▸ **TASK ITEM**
From the data underneath, reproduce exactly the stretch that begins at the line with "let next = (*anchor).addr_next;" and ends after the line with "let current = self.next;".

▸ **AVAILABLE DATA**

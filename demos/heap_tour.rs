use std::{io::Read, ptr};

use libc::sbrk;
use segalloc::Heap;

/// Waits until the user presses ENTER.
/// Useful when you want to inspect memory state with tools like `pmap`,
/// `gdb`, or just visually track how the program break moves.
fn block_until_enter_pressed() {
  println!("\n>>> Press ENTER to continue...");
  let _ = std::io::stdin().bytes().next();
}

/// Prints the current program break and the heap's counters.
fn print_state(
  label: &str,
  heap: &Heap,
) {
  let stats = heap.stats();
  println!(
    "[{}] PID = {}, program break = {:?}",
    label,
    std::process::id(),
    unsafe { sbrk(0) },
  );
  println!(
    "      blocks: {} allocated / {} free, bytes: {} allocated / {} free, mapped: {}, headers: {} bytes",
    stats.allocated_blocks,
    stats.free_blocks,
    stats.allocated_bytes,
    stats.free_bytes,
    stats.mapped_blocks,
    stats.metadata_bytes(),
  );
}

fn main() {
  let mut heap = Heap::new();

  print_state("start", &heap);
  block_until_enter_pressed();

  // --------------------------------------------------------------------
  // 1) Two small blocks: each is carved from the break, 100 rounds to 104.
  // --------------------------------------------------------------------
  let first = heap.allocate(100);
  let second = heap.allocate(100);
  println!("\n[1] allocate(100) twice -> {:?}, {:?}", first, second);
  print_state("1", &heap);
  block_until_enter_pressed();

  // --------------------------------------------------------------------
  // 2) Releasing both merges them into one free block.
  // --------------------------------------------------------------------
  unsafe {
    heap.release(first);
    heap.release(second);
  }
  println!("\n[2] released both, they coalesce");
  print_state("2", &heap);
  block_until_enter_pressed();

  // --------------------------------------------------------------------
  // 3) A smaller request reuses the free block and splits off the rest.
  // --------------------------------------------------------------------
  let third = heap.allocate(64);
  println!("\n[3] allocate(64) -> {:?}, reused = {}", third, third == first);
  print_state("3", &heap);
  block_until_enter_pressed();

  // --------------------------------------------------------------------
  // 4) Grow the wilderness in place.
  // --------------------------------------------------------------------
  let tail = heap.allocate(200);
  unsafe { ptr::write_bytes(tail, 0xAB, 200) };
  let grown = unsafe { heap.reallocate(tail, 64 * 1024) };
  println!("\n[4] reallocate(tail, 64 KiB) -> {:?}, same pointer = {}", grown, grown == tail);
  print_state("4", &heap);
  block_until_enter_pressed();

  // --------------------------------------------------------------------
  // 5) A large request is mapped; the break does not move.
  // --------------------------------------------------------------------
  let large = heap.zero_allocate(1000, 256);
  println!("\n[5] zero_allocate(1000, 256) -> {:?}", large);
  print_state("5", &heap);
  block_until_enter_pressed();

  unsafe { heap.release(large) };
  println!("\n[6] released the mapping, it goes straight back to the OS");
  print_state("6", &heap);

  match heap.audit() {
    Ok(()) => println!("\n[7] audit: heap is consistent"),
    Err(err) => println!("\n[7] audit: {}", err),
  }
}
use crate::block::HEADER_SIZE;

/// Snapshot of the heap's bookkeeping counters.
///
/// `allocated_*` cover every block that exists, free or occupied, resident or
/// mapped. `free_*` cover free resident blocks only; mapped blocks are never
/// cached.
#[derive(Debug, Clone, Copy, Default, PartialEq, Eq)]
pub struct HeapStats {
  pub free_blocks: usize,
  pub free_bytes: usize,
  pub allocated_blocks: usize,
  pub allocated_bytes: usize,
  pub mapped_blocks: usize,
  pub mapped_bytes: usize,
}

impl HeapStats {
  pub const fn new() -> Self {
    Self {
      free_blocks: 0,
      free_bytes: 0,
      allocated_blocks: 0,
      allocated_bytes: 0,
      mapped_blocks: 0,
      mapped_bytes: 0,
    }
  }

  /// Bytes spent on headers across every existing block.
  pub const fn metadata_bytes(&self) -> usize {
    self.allocated_blocks * HEADER_SIZE
  }

  pub(crate) fn carved(
    &mut self,
    size: usize,
  ) {
    self.allocated_blocks += 1;
    self.allocated_bytes += size;
  }

  pub(crate) fn extended(
    &mut self,
    delta: usize,
  ) {
    self.allocated_bytes += delta;
  }

  pub(crate) fn mapped(
    &mut self,
    size: usize,
  ) {
    self.carved(size);
    self.mapped_blocks += 1;
    self.mapped_bytes += size;
  }

  pub(crate) fn unmapped(
    &mut self,
    size: usize,
  ) {
    self.allocated_blocks -= 1;
    self.allocated_bytes -= size;
    self.mapped_blocks -= 1;
    self.mapped_bytes -= size;
  }

  pub(crate) fn freed(
    &mut self,
    size: usize,
  ) {
    self.free_blocks += 1;
    self.free_bytes += size;
  }

  pub(crate) fn claimed(
    &mut self,
    size: usize,
  ) {
    self.free_blocks -= 1;
    self.free_bytes -= size;
  }

  /// A split turned former payload into a new header.
  pub(crate) fn header_carved(&mut self) {
    self.allocated_blocks += 1;
    self.allocated_bytes -= HEADER_SIZE;
  }

  /// A merge turned an absorbed header into payload.
  pub(crate) fn header_reclaimed(&mut self) {
    self.allocated_blocks -= 1;
    self.allocated_bytes += HEADER_SIZE;
  }
}

#[cfg(test)]
mod tests {
  use super::*;

  #[test]
  fn test_split_and_merge_cancel_out() {
    let mut stats = HeapStats::new();
    stats.carved(1000);
    let before = stats;

    stats.header_carved();
    assert_eq!(stats.allocated_blocks, 2);
    assert_eq!(stats.allocated_bytes, 1000 - HEADER_SIZE);
    assert_eq!(stats.metadata_bytes(), 2 * HEADER_SIZE);

    stats.header_reclaimed();
    assert_eq!(stats, before);
  }

  #[test]
  fn test_mapped_blocks_count_as_allocated() {
    let mut stats = HeapStats::new();
    stats.mapped(200_000);

    assert_eq!(stats.allocated_blocks, 1);
    assert_eq!(stats.allocated_bytes, 200_000);
    assert_eq!(stats.free_blocks, 0);

    stats.unmapped(200_000);
    assert_eq!(stats, HeapStats::default());
  }
}
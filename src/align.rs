/// Rounds the given size up to the heap's [`ALIGNMENT`](crate::config::ALIGNMENT).
///
/// # Examples
///
/// ```rust
/// use segalloc::align;
///
/// assert_eq!(align!(1), 8);
/// assert_eq!(align!(100), 104);
/// assert_eq!(align!(128_000), 128_000);
/// ```
#[macro_export]
macro_rules! align {
  ($value:expr) => {
    ($value + $crate::config::ALIGNMENT - 1) & !($crate::config::ALIGNMENT - 1)
  };
}

#[cfg(test)]
mod tests {
  use crate::config::ALIGNMENT;

  #[test]
  fn test_align_rounds_up_to_grid() {
    for size in 1..=ALIGNMENT {
      assert_eq!(align!(size), ALIGNMENT);
    }

    assert_eq!(align!(100), 104);
    assert_eq!(align!(127_993), 128_000);
    // one past the class edge lands in the large class
    assert_eq!(align!(128_001), 128_008);
    assert_eq!(align!(99_999_999), 100_000_000);
  }

  #[test]
  fn test_align_keeps_multiples() {
    for size in [0, 8, 1000, 127_000, 128_000, 100_000_000] {
      assert_eq!(size, align!(size));
    }
  }
}
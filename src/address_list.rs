use std::{marker::PhantomData, ptr};

use crate::block::BlockHeader;

/// Every resident block in ascending address order.
///
/// The tail is the wilderness. Mapped blocks are never members.
pub struct AddressList {
  head: *mut BlockHeader,
  tail: *mut BlockHeader,
  len: usize,
}

impl AddressList {
  pub const fn new() -> Self {
    Self {
      head: ptr::null_mut(),
      tail: ptr::null_mut(),
      len: 0,
    }
  }

  pub fn head(&self) -> *mut BlockHeader {
    self.head
  }

  /// The highest-address resident block, or null on an empty heap.
  pub fn wilderness(&self) -> *mut BlockHeader {
    self.tail
  }

  pub fn len(&self) -> usize {
    self.len
  }

  /// Appends a block carved above every existing one.
  pub unsafe fn push_back(
    &mut self,
    block: *mut BlockHeader,
  ) {
    unsafe {
      (*block).addr_prev = self.tail;
      (*block).addr_next = ptr::null_mut();

      if self.tail.is_null() {
        self.head = block;
      } else {
        (*self.tail).addr_next = block;
      }

      self.tail = block;
      self.len += 1;
    }
  }

  /// Links `block` directly after `anchor`.
  pub unsafe fn insert_after(
    &mut self,
    anchor: *mut BlockHeader,
    block: *mut BlockHeader,
  ) {
    unsafe {
      let next = (*anchor).addr_next;

      (*block).addr_prev = anchor;
      (*block).addr_next = next;
      (*anchor).addr_next = block;

      if next.is_null() {
        self.tail = block;
      } else {
        (*next).addr_prev = block;
      }

      self.len += 1;
    }
  }

  pub unsafe fn remove(
    &mut self,
    block: *mut BlockHeader,
  ) {
    unsafe {
      let prev = (*block).addr_prev;
      let next = (*block).addr_next;

      if prev.is_null() {
        self.head = next;
      } else {
        (*prev).addr_next = next;
      }

      if next.is_null() {
        self.tail = prev;
      } else {
        (*next).addr_prev = prev;
      }

      (*block).addr_prev = ptr::null_mut();
      (*block).addr_next = ptr::null_mut();
      self.len -= 1;
    }
  }

  pub fn iter(&self) -> Blocks<'_> {
    Blocks {
      next: self.head(),
      _list: PhantomData,
    }
  }
}

pub struct Blocks<'a> {
  next: *mut BlockHeader,
  _list: PhantomData<&'a AddressList>,
}

impl Iterator for Blocks<'_> {
  type Item = *mut BlockHeader;

  fn next(&mut self) -> Option<Self::Item> {
    if self.next.is_null() {
      return None;
    }

    let current = self.next;
    // SAFETY: members stay valid for as long as the list is borrowed.
    self.next = unsafe { (*current).addr_next };
    Some(current)
  }
}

▸ **REPLY TO THE TASK**
      let next = (*anchor).addr_next;

      (*block).addr_prev = anchor;
      (*block).addr_next = next;
      (*anchor).addr_next = block;

      if next.is_null() {
        self.tail = block;
      } else {
        (*next).addr_prev = block;
      }

      self.len += 1;
    }
  }

  pub unsafe fn remove(
    &mut self,
    block: *mut BlockHeader,
  ) {
    unsafe {
      let prev = (*block).addr_prev;
      let next = (*block).addr_next;

      if prev.is_null() {
        self.head = next;
      } else {
        (*prev).addr_next = next;
      }

      if next.is_null() {
        self.tail = prev;
      } else {
        (*next).addr_prev = prev;
      }

      (*block).addr_prev = ptr::null_mut();
      (*block).addr_next = ptr::null_mut();
      self.len -= 1;
    }
  }

  pub fn iter(&self) -> Blocks<'_> {
    Blocks {
      next: self.head(),
      _list: PhantomData,
    }
  }
}

pub struct Blocks<'a> {
  next: *mut BlockHeader,
  _list: PhantomData<&'a AddressList>,
}

impl Iterator for Blocks<'_> {
  type Item = *mut BlockHeader;

  fn next(&mut self) -> Option<Self::Item> {
    if self.next.is_null() {
      return None;
    }

    let current = self.next;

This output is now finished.